DETAILED DESCRIPTION OF THE INVENTION
[0020] The present invention is directed to a method for reducing
symptoms related to alcohol withdrawal. The cessation of alcohol
use following chronic, and often excessive, alcohol exposure is
frequently accompanied by symptoms of alcohol withdrawal, and the
occurrence of alcohol withdrawal symptoms often produces sufficient
motivation to relapse into alcohol drinking behaviors. In the
present invention, a symptom of an alcohol withdrawal state is
reduced by administering a modulator of histone acetylation in an
amount effective to reduce the symptom. In one aspect, the
modulator is an inhibitor of a histone deacetylase (HDAC). In
another aspect, the modulator is an activator of a histone
acetyltransferase (HAT). CREB binding protein (CBP) is an example
of a histone acetyltransferase.
[0021] In a specific embodiment, the symptom of the alcohol
withdrawal state is a symptom such as anxiety, fear, muscular
rigidity, seizure, autonomic hyperactivity, tremor, insomnia,
nausea, vomiting, psychomotor agitation, and transient visual,
tactile, or auditory hallucinations or illusions. Other symptoms of
alcohol withdrawal syndrome are also within the scope of this
invention. hi a particular embodiment, the symptom of the alcohol
withdrawal state is anxiety.
[0022] In yet another specific embodiment, the modulator inhibits
at least one class I HDAC, class II HDAC, class III HDAC, or class
IV HDAC. The modulator may inhibit more than one HDAC, and those
HDACs may belong to more than one class, or may belong to the same
class.
[0023] In another specific embodiment, the modulator, based on its
chemical structure, is described as a short-chain fatty acid, a
hydroxamic acid, an electrophilic ketone, an aminobenzamide, or a
cyclic peptide. The modulator may have a chemical structure other
than one that meets these descriptions. In a specific embodiment,
the modulator is apicidin B, apicidin C, aroyl pyrrolyl
hydroxyamides and derivatives thereof, azelaic bishydroxamic acid
(ABHA), butyrate, chlamydocin, CI-994, depsipeptide, depudecin,
diheteropeptin,
[0024] FK228, FR901228, Helminthsporium carbonum (HC) toxin,
MS-27-275 (MS-275), oxamflatin, phenylbutyrate,
3-(4-aroyl-2-pyrroly1)-N-hydroxy-2-propenamides and derivatives
thereof, pyroxamide, scriptaid, sirtinol, suberoylanilide
hydroxamic acid (SAHA) and derivatives thereof, trapoxin A,
trapoxin B, trichostatin A, trichostatin B trichostatin C, or
valproate.

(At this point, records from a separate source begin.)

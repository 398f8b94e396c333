//! Infrastructure layer: storage adapters and configuration.

pub mod config;
pub mod store;

use stockledger_inventory::Ledger;

pub use config::LedgerConfig;
pub use store::{InMemoryStockStore, JsonFileStore};

/// Open the file-backed ledger described by `config`, loading existing stock.
///
/// Load problems (missing or unreadable file) are recorded in the ledger's
/// transaction log and the ledger starts empty.
pub fn open_ledger(config: &LedgerConfig) -> Ledger<JsonFileStore> {
    tracing::info!(path = %config.data_file.display(), "opening stock ledger");
    Ledger::open(JsonFileStore::new(&config.data_file))
}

Other modulators of histone acetylation are also
described by this invention. In a particular embodiment, the
modulator is trichostatin A. In another embodiment, the modulator
is sirtinol.
[0025] In a specific embodiment, the modulator is a stimulator of
cAMP formation. Adenylyl cyclase is required for cAMP formation,
and examples of stimulators of cAMP formation are serotonin,
dopamine and norepinephrine. In another specific embodiment, the
modulator is an activator of cAMP-dependent protein kinase A (PKA),
an activator of Ca.sup.2+/calmodulin-dependent protein kinases, or
an activator of mitogen activated protein (MAP) kinases. In yet
another specific embodiment, the modulator increases activation,
DNA-binding affinity, HAT-binding affinity, expression, or
combinations thereof, of cAMP-responsive element binding protein
(CREB).
[0026] In another aspect, the step of administering the modulator
is carried out orally, intraperitoneally, subcutaneously,
percutaneously, intravenously, intramuscularly, intrathecally, and
epidurally. Other methods of administering the modulator are also
contemplated by this invention. The modulator may be administered
to the brain, and may be administered to specific regions of the
brain, such as the amygdala.
[0027] Administering the modulator, in one aspect, is associated
with biochemical changes such as changes in gene expression,
protein levels, or enzyme activity which directly or indirectly
modulate histone acetylation. For example, increases in expression
of cAMP-responsive element binding protein (CREB)-inducible genes
in association with administration of the modulator are
contemplated. Neuropeptide Y (NPY) and brain-derived neurotrophic
factor (BDNF) are examples of CREB-inducible genes that exhibit
increased expression when the modulator is administered. In another
aspect, administering the modulator is also associated with
physical changes such as changes in behavior. Decreased alcohol
consumption and decreased anxiety-like behaviors are examples of
physical changes that occur in association with administration of
the modulator.
[0028] The present invention is also directed to a method for
reducing a desire to consume alcohol. The desire to consume alcohol
is reduced by administering a modulator of histone acetylation in
an amount effective to reduce the desire to consume alcohol.
Methods for reducing the desire to consume alcohol in an animal
model using a modulator of histone acetylation are described in
Example 5 of the present disclosure.
[0029] The present invention is further directed to a method for
identifying a pharmaceutical agent to treat a symptom of an alcohol
withdrawal state. The phamaceutical agent is identified by
determining reduction of the symptom of the alcohol withdrawal
state in an animal model after administration of a modulator of
histone acetylation compared to the symptom in the absence of the
modulator.
Modulation of Histone Acetylation
[0030] The present invention provides modulators of histone
acetylation for the treatment of symptoms of alcohol withdrawal.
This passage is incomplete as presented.